The controller 1 comprises a microcomputer provided with a central processing unit (CPU), a read-only memory (ROM), a random access memory (RAM) and an input/output interface (I/O interface). The controller 1 may comprise a plurality of microcomputers.

A plurality of parameters related to fuel injection control are input into the controller 1. In other words, signals representing detection data are input to the controller 1 from an air flow meter 4 detecting the intake air amount in the engine 2, a crank angle sensor 9, a cam position sensor 11, an ignition switch 13, a water temperature sensor 15 detecting the cooling water temperature of the engine 2 and an oxygen sensor 16 detecting the oxygen concentration in the exhaust gas from the engine 2.
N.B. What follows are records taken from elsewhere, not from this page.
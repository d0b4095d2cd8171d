//! # Error Handling
//!
//! This module defines the centralized error type for the virtual monorepo
//! library. It uses `thiserror` to build a single `Error` enum covering every
//! precondition a command can violate, plus wrapped I/O and JSON failures.
//!
//! ## Key Components
//!
//! - **`Error`**: The enum of all failure modes. Structural failures
//!   (`NotInitialized`, `CorruptConfig`, `LockHeld`) abort a whole command;
//!   the rest are raised by a single module, file or link record and may be
//!   tallied by multi-item operations instead of propagated.
//!
//! - **`Result<T>`**: A type alias for `std::result::Result<T, Error>`.
//!
//! Variants with a standard remedy render an extra `hint:` line so the
//! binaries can print the error as-is.

use std::path::PathBuf;

use thiserror::Error;

/// Main error type for virtual monorepo operations
#[derive(Error, Debug)]
pub enum Error {
    /// No configuration document was found in the start directory or any
    /// of its ancestors.
    #[error("Monorepo not initialized (searched from {})\n  hint: Run 'mono init' first", start.display())]
    NotInitialized { start: PathBuf },

    /// `init` was called inside an existing monorepo.
    #[error("Directory is already part of a monorepo at: {}", root.display())]
    AlreadyInitialized { root: PathBuf },

    /// The configuration document could not be parsed.
    #[error("Failed to parse monorepo config {}: {message}{}", path.display(), hint.as_ref().map(|h| format!("\n  hint: {}", h)).unwrap_or_default())]
    CorruptConfig {
        path: PathBuf,
        message: String,
        /// Optional hint for how to fix the document
        hint: Option<String>,
    },

    /// A path handed to a command does not exist.
    #[error("Path does not exist: {}", path.display())]
    PathNotFound { path: PathBuf },

    /// A module with the same name is already registered.
    #[error("Module with name '{name}' already exists in the monorepo\n  hint: Pass --name to register it under a different name")]
    DuplicateModule { name: String },

    /// A module name that cannot be used as a master copy prefix.
    #[error("Invalid module name '{name}': names must not be empty, '.' or '..', or contain path separators\n  hint: Pass --name to choose a different name")]
    InvalidModuleName { name: String },

    /// No module with the given name is registered.
    #[error("Module '{name}' not found in the monorepo\n  hint: Run 'mono list' to see registered modules")]
    ModuleNotFound { name: String },

    /// A path lies outside every registered module.
    #[error("Path {} is not in any module of the monorepo", path.display())]
    PathNotInModule { path: PathBuf },

    /// Source and target of a link resolve into the same module.
    #[error("Source and target must be in different modules (both are in '{module}')")]
    SameModule { module: String },

    /// The source of a link does not exist.
    #[error("Source path {} does not exist", path.display())]
    SourceNotFound { path: PathBuf },

    /// The cooperative lock is held by another invocation.
    #[error("Monorepo is locked by another process (pid {}, since {})\n  hint: If no other mono process is running, clear it with 'mono unlock'",
        pid.map(|p| p.to_string()).unwrap_or_else(|| "unknown".to_string()),
        since.as_deref().unwrap_or("unknown"))]
    LockHeld {
        pid: Option<u32>,
        since: Option<String>,
    },

    /// The link target already belongs to a different link record.
    #[error("Cannot link to {module}/{path}: it already belongs to the link of {owner}")]
    LinkConflict {
        module: String,
        path: String,
        /// `<module>/<path>` of the owning record's source
        owner: String,
    },

    /// The master copy backing an existing link record is gone.
    #[error("Master copy '{name}' is missing\n  hint: Run 'mono check' to regenerate it from the link source")]
    MasterCopyMissing { name: String },

    /// A hardlink or copy between two paths failed.
    #[error("Failed to link {} -> {}: {source}", src.display(), dst.display())]
    Link {
        src: PathBuf,
        dst: PathBuf,
        #[source]
        source: std::io::Error,
    },

    /// Every item of a multi-item operation failed.
    #[error("{message}")]
    NothingProcessed { message: String },

    /// A `git` invocation exited unsuccessfully or could not be spawned.
    #[error("Git command failed in {}: git {command} - {stderr}", dir.display())]
    GitCommand {
        command: String,
        dir: PathBuf,
        stderr: String,
    },

    /// A bounded worker pool could not be created.
    #[error("Failed to start worker pool: {message}")]
    WorkerPool { message: String },

    /// An I/O error, wrapped from `std::io::Error`.
    #[error("I/O error: {0}")]
    Io(#[from] std::io::Error),

    /// A JSON (de)serialization error, wrapped from `serde_json::Error`.
    #[error("JSON error: {0}")]
    Json(#[from] serde_json::Error),
}

impl Error {
    /// Whether this error prevents a command from starting at all.
    ///
    /// Multi-item operations propagate these immediately instead of
    /// recording them in a per-item tally.
    pub fn is_structural(&self) -> bool {
        matches!(
            self,
            Error::NotInitialized { .. } | Error::CorruptConfig { .. } | Error::LockHeld { .. }
        )
    }
}

/// A convenient type alias for `Result<T, Error>`.
pub type Result<T> = std::result::Result<T, Error>;
//! # Completions Command Implementation
//!
//! Generates shell completion scripts for `mono` with `clap_complete`.
//!
//! ```bash
//! mono completions bash > ~/.local/share/bash-completion/completions/mono
//! mono completions zsh > ~/.zfunc/_mono
//! ```

use anyhow::Result;
use clap::{Args, CommandFactory};
use clap_complete::{generate, Shell};
use std::io;

use crate::cli::Cli;

/// Generate shell completion scripts
#[derive(Args, Debug)]
pub struct CompletionsArgs {
    /// Shell to generate completions for (bash, zsh, fish, powershell, elvish)
    #[arg(value_enum)]
    pub shell: Shell,
}

/// Execute the `completions` command, writing the script to stdout.
pub fn execute(args: CompletionsArgs) -> Result<()> {
    let mut cmd = Cli::command();
    let bin_name = cmd.get_name().to_string();
    generate(args.shell, &mut cmd, bin_name, &mut io::stdout());
    Ok(())
}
The crank angle sensor 9 outputs a REF signal when the crankshaft 10 of the engine 2 arrives at a reference rotation position. Furthermore a POS signal is output when the crankshaft 10 rotates through a unit angle which is set for example at one degree. The REF signal corresponds to the first speed signal and the POS signal corresponds to the second speed signal in the claims. The cam position sensor 11 outputs a PHASE signal in response a specific rotation position of the cam 12 driving the exhaust valve 21.

The ignition switch 13 is used to start the operation of the starter motor cranking the engine 2 on the basis of the output of a start signal. The ignition switch 13 also outputs an ignition signal to the ignition coil 14 at a fixed timing so as to cause the spark plug 24 to spark.

Referring to FIG. 2, the controller 1 comprises a startup initiation discrimination section 101, a cylinder discrimination section 102, a rotation speed signal production section 103, an injection pulse width calculation section 104, an injection startup timing calculation section 105 and an injector drive signal output section 106. These sections are virtual units representing the functions of the controller 1 and do not have physical existence.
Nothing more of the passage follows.